After 14 years of battling Alberta regulators and the fracking industry over a water well contaminated with methane and chemicals, Jessica Ernst says she feels incalculable grief and anger.
On April 1, 2021, her tortuous legal crusade — which included a controversial detour to the Supreme Court of Canada — came to an end with no resolution. What one Alberta lawyer dubbed “the legal saga of the decade” is over.
Court of Queen’s Bench Judge J.T. Eamon accepted applications from Encana and the Alberta government to dismiss the case due to inactivity on the file for three years.
“It was inevitable,” says Ernst who was informed three weeks after the dismissal. “The rules are the rules.”

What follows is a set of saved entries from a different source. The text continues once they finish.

//! Access policy: which roles may perform which operations.
//!
//! [`authorize`] is a pure function of the caller's role and the requested
//! operation. Handlers call it with the identity decoded from the bearer
//! token; nothing here reads request state.

use newsdesk_core::AccountRole;

use crate::error::AppError;
use crate::models::Identity;

/// Operations guarded by the policy.
#[derive(Debug, Clone, Copy, PartialEq, Eq)]
pub enum Operation {
    /// List, view, create, update or delete any account.
    ManageAccounts,
    /// List, create, update or delete categories.
    ManageCategories,
    /// List, create, update or delete tags.
    ManageTags,
    /// List all articles (including unpublished), create, update or delete.
    ManageArticles,
    /// Read the aggregate statistics report.
    ViewStatistics,
    /// Read the published-article feed.
    ReadPublishedArticles,
    /// Read or change one's own profile and password.
    SelfService,
}

/// Why an operation was refused.
#[derive(Debug, Clone, Copy, PartialEq, Eq)]
pub enum Denial {
    /// No valid credential was presented.
    Unauthenticated,
    /// The credential is valid but its role is not allowed.
    InsufficientRole,
}

/// Decide whether `role` (or an anonymous caller, for `None`) may perform `operation`.
///
/// # Errors
///
/// Returns the reason for refusal.
pub const fn authorize(role: Option<AccountRole>, operation: Operation) -> Result<(), Denial> {
    if matches!(operation, Operation::ReadPublishedArticles) {
        return Ok(());
    }

    let Some(role) = role else {
        return Err(Denial::Unauthenticated);
    };

    let allowed = match operation {
        Operation::ManageAccounts => matches!(role, AccountRole::Admin),
        Operation::ManageCategories
        | Operation::ManageTags
        | Operation::ManageArticles
        | Operation::ViewStatistics => matches!(role, AccountRole::Staff | AccountRole::Admin),
        Operation::SelfService | Operation::ReadPublishedArticles => true,
    };

    if allowed {
        Ok(())
    } else {
        Err(Denial::InsufficientRole)
    }
}

impl From<Denial> for AppError {
    fn from(denial: Denial) -> Self {
        match denial {
            Denial::Unauthenticated => Self::Unauthorized("no credential".to_string()),
            Denial::InsufficientRole => Self::Forbidden("role not permitted".to_string()),
        }
    }
}

/// Authorize an authenticated caller, converting a refusal into an `AppError`.
///
/// # Errors
///
/// Returns `AppError::Forbidden` when the caller's role is not allowed.
pub fn require(identity: &Identity, operation: Operation) -> Result<(), AppError> {
    authorize(Some(identity.role()), operation).map_err(|denial| {
        tracing::debug!(role = %identity.role(), ?operation, "Operation refused");
        denial.into()
    })
}

/// Self-service changes that are refused for admins.
#[derive(Debug, Clone, Copy, PartialEq, Eq)]
pub enum SelfServiceChange {
    Password,
    Profile,
}

/// Admin profiles come from configuration, so self-service mutation is refused
/// for any admin-role caller regardless of the payload.
///
/// # Errors
///
/// Returns `AppError::BadRequest` for admin-role callers.
pub fn ensure_self_service_mutation(
    identity: &Identity,
    change: SelfServiceChange,
) -> Result<(), AppError> {
    if identity.role() != AccountRole::Admin {
        return Ok(());
    }
    let message = match change {
        SelfServiceChange::Password => "Admin password cannot be changed via API",
        SelfServiceChange::Profile => "Admin profile cannot be changed via API",
    };
    Err(AppError::BadRequest(message.to_string()))
}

After Toronto lawyers Murray Klippenstein and Cory Wanless quit the case in August 2018 without warning, Ernst was left hanging.
“My lawyers knew I couldn’t find a replacement lawyer in Alberta when they quit,” said Ernst. “They even wrote me that and added that I would fail as a self-represented litigant.”
She not only had no lawyer, but incomplete legal files to work with, Ernst says. Klippenstein told The Tyee in 2019 that he would return them to Ernst, but she maintains his firm only returned some correspondence but not the complete files. And so the lawsuit languished.
Although Ernst tried to find another lawyer, she says that she couldn’t find a suitable candidate for various reasons, including conflict of interest. Most big law firms do business in or with the oil patch.